impl TlsSession {
    pub fn new(context: TlsContext) -> Self {
        Self {
            socket: TcpSocket::new(),
            context,
            conn: None,
            handshake_timeout: Some(DEFAULT_HANDSHAKE_TIMEOUT),
            state: HandshakeState::Uninitialized,
            last_tls_error: None,
            last_wanted: WantedOp::None,
        }
    }

    pub fn with_config(context: TlsContext, config: &TransportConfig) -> Self {
        let mut session = Self::new(context);
        session.socket = TcpSocket::with_config(config);
        session.handshake_timeout = config.handshake_timeout();
        session
    }

    pub fn set_handshake_timeout(&mut self, timeout: Option<Duration>) {
        self.handshake_timeout = timeout;
    }

    /// Socket timeouts and last error live on the underlying socket.
    pub fn socket(&self) -> &TcpSocket {
        &self.socket
    }

    pub fn socket_mut(&mut self) -> &mut TcpSocket {
        &mut self.socket
    }

    pub fn context(&self) -> &TlsContext {
        &self.context
    }

    /// TCP connect to `addr`, then run the client handshake for `server_name`
    /// within the handshake timeout.
    pub fn connect(&mut self, addr: SocketAddr, server_name: &str) -> Result<(), ConnectError> {
        self.close();
        self.last_tls_error = None;
        self.last_wanted = WantedOp::None;
        self.state = HandshakeState::Uninitialized;
        let config = self
            .context
            .client_config()
            .ok_or(ConnectError::NotInitialized)?;
        let name = ServerName::try_from(server_name)
            .map(|name| name.to_owned())
            .map_err(|_| ConnectError::InvalidServerName(server_name.to_string()))?;
        self.socket.connect(addr)?;
        match ClientConnection::new(config, name) {
            Ok(conn) => self.conn = Some(TlsConnKind::Client(conn)),
            Err(e) => {
                self.socket.close();
                return Err(ConnectError::Tls(e));
            }
        }
        self.state = HandshakeState::Connecting;
        match self.drive_handshake(self.handshake_timeout) {
            Ok(()) => {
                debug!(%addr, server_name, "TLS handshake complete");
                Ok(())
            }
            Err(failure) => {
                let err = match failure {
                    HandshakeFailure::TimedOut => ConnectError::HandshakeTimedOut,
                    HandshakeFailure::Socket(e) => ConnectError::Socket(e),
                    HandshakeFailure::Tls(e) => ConnectError::Tls(e),
                };
                warn!(%addr, server_name, error = %err, "TLS connect failed");
                self.abort();
                Err(err)
            }
        }
    }

    /// Take over an accepted plain socket and run the server handshake.
    pub fn accept(&mut self, socket: TcpSocket) -> Result<(), AcceptError> {
        self.close();
        self.last_tls_error = None;
        self.last_wanted = WantedOp::None;
        if !socket.is_valid() {
            return Err(AcceptError::InvalidSocket);
        }
        let config = self
            .context
            .server_config()
            .ok_or(AcceptError::InvalidContext)?;
        let conn = ServerConnection::new(config).map_err(AcceptError::Tls)?;
        self.socket = socket;
        self.conn = Some(TlsConnKind::Server(conn));
        self.state = HandshakeState::Connecting;
        match self.drive_handshake(self.handshake_timeout) {
            Ok(()) => {
                debug!(peer = ?self.socket.peer_addr(), "TLS accept complete");
                Ok(())
            }
            Err(failure) => {
                let err = match failure {
                    HandshakeFailure::TimedOut => AcceptError::HandshakeTimedOut,
                    HandshakeFailure::Socket(e) => AcceptError::Socket(e),
                    HandshakeFailure::Tls(e) => AcceptError::Tls(e),
                };
                warn!(error = %err, "TLS accept failed");
                self.abort();
                Err(err)
            }
        }
    }

    /// Advance a suspended client handshake without waiting. `Ok(false)` means
    /// it is still in progress; poll `raw_fd()` for `last_wanted()` and call again.
    pub fn resume_handshake(&mut self) -> Result<bool, ConnectError> {
        match self.resume() {
            Ok(done) => Ok(done),
            Err(HandshakeFailure::Socket(e)) => Err(ConnectError::Socket(e)),
            Err(HandshakeFailure::Tls(e)) => Err(ConnectError::Tls(e)),
            Err(HandshakeFailure::TimedOut) => Ok(false),
        }
    }

    /// Server-side counterpart of `resume_handshake`.
    pub fn resume_accept(&mut self) -> Result<bool, AcceptError> {
        match self.resume() {
            Ok(done) => Ok(done),
            Err(HandshakeFailure::Socket(e)) => Err(AcceptError::Socket(e)),
            Err(HandshakeFailure::Tls(e)) => Err(AcceptError::Tls(e)),
            Err(HandshakeFailure::TimedOut) => Ok(false),
        }
    }

    fn resume(&mut self) -> Result<bool, HandshakeFailure> {
        match self.state {
            HandshakeState::Established => return Ok(true),
            HandshakeState::Connecting => {}
            _ => {
                return Err(HandshakeFailure::Socket(io::Error::from(
                    io::ErrorKind::NotConnected,
                )))
            }
        }
        match self.drive_handshake(Some(Duration::ZERO)) {
            Ok(()) => Ok(true),
            Err(HandshakeFailure::TimedOut) => Ok(false),
            Err(failure) => {
                self.abort();
                Err(failure)
            }
        }
    }

    fn drive_handshake(&mut self, budget: Option<Duration>) -> Result<(), HandshakeFailure> {
        let (Some(conn), Some(stream)) = (self.conn.as_mut(), self.socket.stream_mut()) else {
            return Err(HandshakeFailure::Socket(io::Error::from(
                io::ErrorKind::NotConnected,
            )));
        };
        let mut io = TlsIo { conn, stream };
        match retry::retry(&mut io, &mut Handshake, budget) {
            Ok(()) => {
                self.state = HandshakeState::Established;
                self.last_wanted = WantedOp::None;
                Ok(())
            }
            Err(RetryError::TimedOut(wanted)) => {
                self.last_wanted = wanted;
                self.socket.set_last_error(SocketError::TimedOut);
                Err(HandshakeFailure::TimedOut)
            }
            Err(RetryError::Poll(e)) | Err(RetryError::Failed(Failure::Io(e))) => {
                self.socket.set_last_error(SocketError::from(&e));
                Err(HandshakeFailure::Socket(e))
            }
            Err(RetryError::Failed(Failure::Tls(e))) => {
                self.last_tls_error = Some(e.clone());
                self.socket.set_last_error(SocketError::TlsError);
                Err(HandshakeFailure::Tls(e))
            }
        }
    }

    /// Receive decrypted bytes; `Ok(0)` at end of stream.
    pub fn receive(&mut self, buf: &mut [u8]) -> io::Result<usize> {
        let timeout = self.socket.read_timeout();
        let mut op = TlsRead { buf };
        self.run(&mut op, timeout)
    }

    /// Encrypt and send a prefix of `buf`, returning how much was taken.
    pub fn send(&mut self, buf: &[u8]) -> io::Result<usize> {
        let timeout = self.socket.write_timeout();
        let mut op = TlsWrite {
            buf,
            accepted: None,
        };
        self.run(&mut op, timeout)
    }

    fn run<O>(&mut self, op: &mut O, timeout: Option<Duration>) -> io::Result<usize>
    where
        O: for<'a> Operation<TlsIo<'a>, Output = usize>,
    {
        if self.state != HandshakeState::Established {
            return Err(io::Error::from(io::ErrorKind::NotConnected));
        }
        let (Some(conn), Some(stream)) = (self.conn.as_mut(), self.socket.stream_mut()) else {
            return Err(io::Error::from(io::ErrorKind::NotConnected));
        };
        let mut io = TlsIo { conn, stream };
        match retry::retry(&mut io, op, timeout) {
            Ok(n) => {
                self.last_wanted = WantedOp::None;
                Ok(n)
            }
            Err(RetryError::TimedOut(wanted)) => {
                self.last_wanted = wanted;
                self.socket.set_last_error(SocketError::TimedOut);
                Err(io::Error::from(io::ErrorKind::TimedOut))
            }
            Err(RetryError::Failed(Failure::Tls(e))) => {
                trace!(error = %e, "TLS record failure");
                self.last_tls_error = Some(e.clone());
                self.socket.set_last_error(SocketError::TlsError);
                Err(io::Error::new(io::ErrorKind::InvalidData, e))
            }
            Err(e) => {
                let err = e.into_io();
                self.socket.set_last_error(SocketError::from(&err));
                Err(err)
            }
        }
    }

    /// Best-effort close_notify, then close the socket. Safe to call repeatedly.
    pub fn close(&mut self) {
        let timeout = self.socket.write_timeout();
        if let (Some(conn), Some(stream)) = (self.conn.as_mut(), self.socket.stream_mut()) {
            if self.state == HandshakeState::Established {
                self.state = HandshakeState::Closing;
                let mut io = TlsIo { conn, stream };
                if let Err(e) = retry::retry(&mut io, &mut Shutdown { sent: false }, timeout) {
                    trace!(error = ?e, "TLS shutdown incomplete");
                }
            }
        }
        if self.conn.is_some() || self.socket.is_valid() {
            self.conn = None;
            self.socket.close();
            self.state = HandshakeState::Closed;
        }
    }

    /// Drop the connection without a close_notify.
    fn abort(&mut self) {
        self.conn = None;
        self.socket.close();
        self.state = HandshakeState::Closed;
    }

    pub fn is_valid(&self) -> bool {
        self.conn.is_some() && self.socket.is_valid()
    }

    pub fn state(&self) -> HandshakeState {
        self.state
    }

    /// Last TLS-layer error; `None` after a handshake that merely timed out.
    pub fn last_tls_error(&self) -> Option<&rustls::Error> {
        self.last_tls_error.as_ref()
    }

    pub fn last_wanted(&self) -> WantedOp {
        self.last_wanted
    }

    pub fn last_error(&self) -> SocketError {
        self.socket.last_error()
    }

    pub fn raw_fd(&self) -> Option<RawFd> {
        self.socket.raw_fd()
    }
}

—————

About this exercise: Identify how many lines in the entries above include the string "Established", then state that number alone.

Task response: 4